Required work → The records beneath should be restated word for word.

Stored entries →
#[cfg(test)]
mod tests {
    use super::*;
    use chrono::Duration;

    const J: JournalId = JournalId(1);
    const U: UserId = UserId(50);

    fn published() -> ArticleAccess {
        ArticleAccess {
            article: ArticleId(10),
            journal: J,
            status: ArticleStatus::Published,
            submitted: true,
            issue_published: true,
            subscription_required: true,
            ..Default::default()
        }
    }

    fn draft() -> ArticleAccess {
        ArticleAccess {
            status: ArticleStatus::Queued,
            issue_published: false,
            ..published()
        }
    }

    fn user(roles: &[RoleGrant]) -> Requester {
        Requester {
            user: Some(U),
            roles: roles.to_vec(),
            entitlements: Entitlements::default(),
        }
    }

    fn restricted() -> AccessPolicy {
        AccessPolicy {
            restrict_article_access: true,
            ..Default::default()
        }
    }

    fn decide(r: &Requester, a: &ArticleAccess, p: &AccessPolicy, f: &str) -> AccessDecision {
        AccessGate::can_download(r, a, p, f, Utc::now())
    }

    #[test]
    fn open_access_anonymous_allowed() {
        let a = ArticleAccess {
            open_access: true,
            ..published()
        };
        let d = decide(&Requester::anonymous(), &a, &restricted(), "document.html");
        assert_eq!(d, AccessDecision::Allow(AllowReason::OpenAccess));
    }

    #[test]
    fn unpublished_anonymous_denied() {
        let d = decide(&Requester::anonymous(), &draft(), &restricted(), "document.html");
        assert_eq!(d, AccessDecision::Deny(DenyReason::NotPublished));
    }

    #[test]
    fn published_article_in_unpublished_issue_is_draft() {
        let a = ArticleAccess {
            issue_published: false,
            ..published()
        };
        let d = decide(&Requester::anonymous(), &a, &AccessPolicy::default(), "x.html");
        assert!(!d.is_allowed());
    }

    #[test]
    fn editor_sees_drafts() {
        let r = user(&[RoleGrant::in_journal(Role::Editor, J)]);
        let d = decide(&r, &draft(), &restricted(), "document.xml");
        assert_eq!(d, AccessDecision::Allow(AllowReason::DraftRole(Role::Editor)));
    }

    #[test]
    fn editor_of_other_journal_does_not() {
        let r = user(&[RoleGrant::in_journal(Role::Editor, JournalId(2))]);
        assert!(!decide(&r, &draft(), &restricted(), "document.xml").is_allowed());
    }

    #[test]
    fn site_admin_beats_everything() {
        let r = user(&[
            RoleGrant::in_journal(Role::Reviewer, J),
            RoleGrant::site_admin(),
        ]);
        let role = AccessGate::draft_role(&r, &draft(), &restricted(), "x");
        assert_eq!(role, Some(Role::SiteAdmin));
    }

    #[test]
    fn section_editor_needs_assignment_and_submission() {
        let r = user(&[RoleGrant::in_journal(Role::SectionEditor, J)]);
        let mut a = draft();
        assert_eq!(AccessGate::draft_role(&r, &a, &restricted(), "x"), None);
        a.section_editors.push(U);
        assert_eq!(
            AccessGate::draft_role(&r, &a, &restricted(), "x"),
            Some(Role::SectionEditor)
        );
        a.submitted = false;
        assert_eq!(AccessGate::draft_role(&r, &a, &restricted(), "x"), None);
    }

    #[test]
    fn signoff_roles() {
        let mut a = draft();
        a.layout_signoffs.push(U);
        let r = user(&[RoleGrant::in_journal(Role::LayoutEditor, J)]);
        assert_eq!(
            AccessGate::draft_role(&r, &a, &restricted(), "x"),
            Some(Role::LayoutEditor)
        );
        let r = user(&[RoleGrant::in_journal(Role::Proofreader, J)]);
        assert_eq!(AccessGate::draft_role(&r, &a, &restricted(), "x"), None);
        a.proofing_signoffs.push(U);
        assert_eq!(
            AccessGate::draft_role(&r, &a, &restricted(), "x"),
            Some(Role::Proofreader)
        );
    }

    #[test]
    fn author_only_for_queued_or_published() {
        let r = user(&[RoleGrant::in_journal(Role::Author, J)]);
        let mut a = draft();
        a.submitter = Some(U);
        assert_eq!(
            AccessGate::draft_role(&r, &a, &restricted(), "x"),
            Some(Role::Author)
        );
        a.status = ArticleStatus::Declined;
        assert_eq!(AccessGate::draft_role(&r, &a, &restricted(), "x"), None);
    }

    #[test]
    fn reviewer_limited_to_review_variant() {
        let r = user(&[RoleGrant::in_journal(Role::Reviewer, J)]);
        let mut a = draft();
        a.reviewers.push(U);
        let policy = AccessPolicy {
            review_version: true,
            ..restricted()
        };
        assert!(!decide(&r, &a, &policy, "document-new.pdf").is_allowed());
        assert!(decide(&r, &a, &policy, "document-review.pdf").is_allowed());
        assert!(decide(&r, &a, &restricted(), "document-new.pdf").is_allowed());
    }

    #[test]
    fn subscribed_domain_allowed() {
        let mut r = Requester::anonymous();
        r.entitlements.subscribed_domain = true;
        let d = decide(&r, &published(), &restricted(), "document.pdf");
        assert_eq!(d, AccessDecision::Allow(AllowReason::SubscribedDomain));
    }

    #[test]
    fn unrestricted_journal_allows_anonymous() {
        let d = decide(
            &Requester::anonymous(),
            &published(),
            &AccessPolicy::default(),
            "document.pdf",
        );
        assert_eq!(d, AccessDecision::Allow(AllowReason::UnrestrictedArticles));
    }

    #[test]
    fn subscriber_allowed() {
        let mut r = user(&[]);
        r.entitlements.subscribed_user = true;
        let d = decide(&r, &published(), &restricted(), "document.pdf");
        assert_eq!(d, AccessDecision::Allow(AllowReason::Subscriber));
    }

    #[test]
    fn payment_paths() {
        let policy = AccessPolicy {
            purchase_article_enabled: true,
            only_pdf_restricted: true,
            ..restricted()
        };
        let anon = Requester::anonymous();
        assert_eq!(
            decide(&anon, &published(), &policy, "document.html"),
            AccessDecision::Allow(AllowReason::UnrestrictedFormat)
        );
        assert_eq!(
            decide(&anon, &published(), &policy, "document-new.pdf"),
            AccessDecision::Deny(DenyReason::LoginRequired)
        );

        let mut r = user(&[]);
        assert_eq!(
            decide(&r, &published(), &policy, "document-new.pdf"),
            AccessDecision::Deny(DenyReason::PaymentRequired)
        );
        r.entitlements.purchased_issue = true;
        assert_eq!(
            decide(&r, &published(), &policy, "document-new.pdf"),
            AccessDecision::Allow(AllowReason::Purchased)
        );
    }

    #[test]
    fn membership_expiry_matters() {
        let policy = AccessPolicy {
            membership_enabled: true,
            ..restricted()
        };
        let now = Utc::now();
        let mut r = user(&[]);
        r.entitlements.membership_ends = Some(now - Duration::days(1));
        assert!(!AccessGate::can_download(&r, &published(), &policy, "a.pdf", now).is_allowed());
        r.entitlements.membership_ends = Some(now + Duration::days(1));
        assert!(AccessGate::can_download(&r, &published(), &policy, "a.pdf", now).is_allowed());
    }

    #[test]
    fn restricted_without_payments_denied() {
        let d = decide(&user(&[]), &published(), &restricted(), "document.html");
        assert_eq!(d, AccessDecision::Deny(DenyReason::SubscriptionRequired));
    }

    #[test]
    fn editor_never_locked_out_of_published() {
        let r = user(&[RoleGrant::in_journal(Role::JournalManager, J)]);
        let d = decide(&r, &published(), &restricted(), "document.html");
        assert_eq!(
            d,
            AccessDecision::Allow(AllowReason::DraftRole(Role::JournalManager))
        );
    }
}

Response box →
#[cfg(test)]
mod tests {
    use super::*;
    use chrono::Duration;

    const J: JournalId = JournalId(1);
    const U: UserId = UserId(50);

    fn published() -> ArticleAccess {
        ArticleAccess {
            article: ArticleId(10),
            journal: J,
            status: ArticleStatus::Published,
            submitted: true,
            issue_published: true,
            subscription_required: true,
            ..Default::default()
        }
    }

    fn draft() -> ArticleAccess {
        ArticleAccess {
            status: ArticleStatus::Queued,
            issue_published: false,
            ..published()
        }
    }

    fn user(roles: &[RoleGrant]) -> Requester {
        Requester {
            user: Some(U),
            roles: roles.to_vec(),
            entitlements: Entitlements::default(),
        }
    }

    fn restricted() -> AccessPolicy {
        AccessPolicy {
            restrict_article_access: true,
            ..Default::default()
        }
    }

    fn decide(r: &Requester, a: &ArticleAccess, p: &AccessPolicy, f: &str) -> AccessDecision {
        AccessGate::can_download(r, a, p, f, Utc::now())
    }

    #[test]
    fn open_access_anonymous_allowed() {
        let a = ArticleAccess {
            open_access: true,
            ..published()
        };
        let d = decide(&Requester::anonymous(), &a, &restricted(), "document.html");
        assert_eq!(d, AccessDecision::Allow(AllowReason::OpenAccess));
    }

    #[test]
    fn unpublished_anonymous_denied() {
        let d = decide(&Requester::anonymous(), &draft(), &restricted(), "document.html");
        assert_eq!(d, AccessDecision::Deny(DenyReason::NotPublished));
    }

    #[test]
    fn published_article_in_unpublished_issue_is_draft() {
        let a = ArticleAccess {
            issue_published: false,
            ..published()
        };
        let d = decide(&Requester::anonymous(), &a, &AccessPolicy::default(), "x.html");
        assert!(!d.is_allowed());
    }

    #[test]
    fn editor_sees_drafts() {
        let r = user(&[RoleGrant::in_journal(Role::Editor, J)]);
        let d = decide(&r, &draft(), &restricted(), "document.xml");
        assert_eq!(d, AccessDecision::Allow(AllowReason::DraftRole(Role::Editor)));
    }

    #[test]
    fn editor_of_other_journal_does_not() {
        let r = user(&[RoleGrant::in_journal(Role::Editor, JournalId(2))]);
        assert!(!decide(&r, &draft(), &restricted(), "document.xml").is_allowed());
    }

    #[test]
    fn site_admin_beats_everything() {
        let r = user(&[
            RoleGrant::in_journal(Role::Reviewer, J),
            RoleGrant::site_admin(),
        ]);
        let role = AccessGate::draft_role(&r, &draft(), &restricted(), "x");
        assert_eq!(role, Some(Role::SiteAdmin));
    }

    #[test]
    fn section_editor_needs_assignment_and_submission() {
        let r = user(&[RoleGrant::in_journal(Role::SectionEditor, J)]);
        let mut a = draft();
        assert_eq!(AccessGate::draft_role(&r, &a, &restricted(), "x"), None);
        a.section_editors.push(U);
        assert_eq!(
            AccessGate::draft_role(&r, &a, &restricted(), "x"),
            Some(Role::SectionEditor)
        );
        a.submitted = false;
        assert_eq!(AccessGate::draft_role(&r, &a, &restricted(), "x"), None);
    }

    #[test]
    fn signoff_roles() {
        let mut a = draft();
        a.layout_signoffs.push(U);
        let r = user(&[RoleGrant::in_journal(Role::LayoutEditor, J)]);
        assert_eq!(
            AccessGate::draft_role(&r, &a, &restricted(), "x"),
            Some(Role::LayoutEditor)
        );
        let r = user(&[RoleGrant::in_journal(Role::Proofreader, J)]);
        assert_eq!(AccessGate::draft_role(&r, &a, &restricted(), "x"), None);
        a.proofing_signoffs.push(U);
        assert_eq!(
            AccessGate::draft_role(&r, &a, &restricted(), "x"),
            Some(Role::Proofreader)
        );
    }

    #[test]
    fn author_only_for_queued_or_published() {
        let r = user(&[RoleGrant::in_journal(Role::Author, J)]);
        let mut a = draft();
        a.submitter = Some(U);
        assert_eq!(
            AccessGate::draft_role(&r, &a, &restricted(), "x"),
            Some(Role::Author)
        );
        a.status = ArticleStatus::Declined;
        assert_eq!(AccessGate::draft_role(&r, &a, &restricted(), "x"), None);
    }

    #[test]
    fn reviewer_limited_to_review_variant() {
        let r = user(&[RoleGrant::in_journal(Role::Reviewer, J)]);
        let mut a = draft();
        a.reviewers.push(U);
        let policy = AccessPolicy {
            review_version: true,
            ..restricted()
        };
        assert!(!decide(&r, &a, &policy, "document-new.pdf").is_allowed());
        assert!(decide(&r, &a, &policy, "document-review.pdf").is_allowed());
        assert!(decide(&r, &a, &restricted(), "document-new.pdf").is_allowed());
    }

    #[test]
    fn subscribed_domain_allowed() {
        let mut r = Requester::anonymous();
        r.entitlements.subscribed_domain = true;
        let d = decide(&r, &published(), &restricted(), "document.pdf");
        assert_eq!(d, AccessDecision::Allow(AllowReason::SubscribedDomain));
    }

    #[test]
    fn unrestricted_journal_allows_anonymous() {
        let d = decide(
            &Requester::anonymous(),
            &published(),
            &AccessPolicy::default(),
            "document.pdf",
        );
        assert_eq!(d, AccessDecision::Allow(AllowReason::UnrestrictedArticles));
    }

    #[test]
    fn subscriber_allowed() {
        let mut r = user(&[]);
        r.entitlements.subscribed_user = true;
        let d = decide(&r, &published(), &restricted(), "document.pdf");
        assert_eq!(d, AccessDecision::Allow(AllowReason::Subscriber));
    }

    #[test]
    fn payment_paths() {
        let policy = AccessPolicy {
            purchase_article_enabled: true,
            only_pdf_restricted: true,
            ..restricted()
        };
        let anon = Requester::anonymous();
        assert_eq!(
            decide(&anon, &published(), &policy, "document.html"),
            AccessDecision::Allow(AllowReason::UnrestrictedFormat)
        );
        assert_eq!(
            decide(&anon, &published(), &policy, "document-new.pdf"),
            AccessDecision::Deny(DenyReason::LoginRequired)
        );

        let mut r = user(&[]);
        assert_eq!(
            decide(&r, &published(), &policy, "document-new.pdf"),
            AccessDecision::Deny(DenyReason::PaymentRequired)
        );
        r.entitlements.purchased_issue = true;
        assert_eq!(
            decide(&r, &published(), &policy, "document-new.pdf"),
            AccessDecision::Allow(AllowReason::Purchased)
        );
    }

    #[test]
    fn membership_expiry_matters() {
        let policy = AccessPolicy {
            membership_enabled: true,
            ..restricted()
        };
        let now = Utc::now();
        let mut r = user(&[]);
        r.entitlements.membership_ends = Some(now - Duration::days(1));
        assert!(!AccessGate::can_download(&r, &published(), &policy, "a.pdf", now).is_allowed());
        r.entitlements.membership_ends = Some(now + Duration::days(1));
        assert!(AccessGate::can_download(&r, &published(), &policy, "a.pdf", now).is_allowed());
    }

    #[test]
    fn restricted_without_payments_denied() {
        let d = decide(&user(&[]), &published(), &restricted(), "document.html");
        assert_eq!(d, AccessDecision::Deny(DenyReason::SubscriptionRequired));
    }

    #[test]
    fn editor_never_locked_out_of_published() {
        let r = user(&[RoleGrant::in_journal(Role::JournalManager, J)]);
        let d = decide(&r, &published(), &restricted(), "document.html");
        assert_eq!(
            d,
            AccessDecision::Allow(AllowReason::DraftRole(Role::JournalManager))
        );
    }
}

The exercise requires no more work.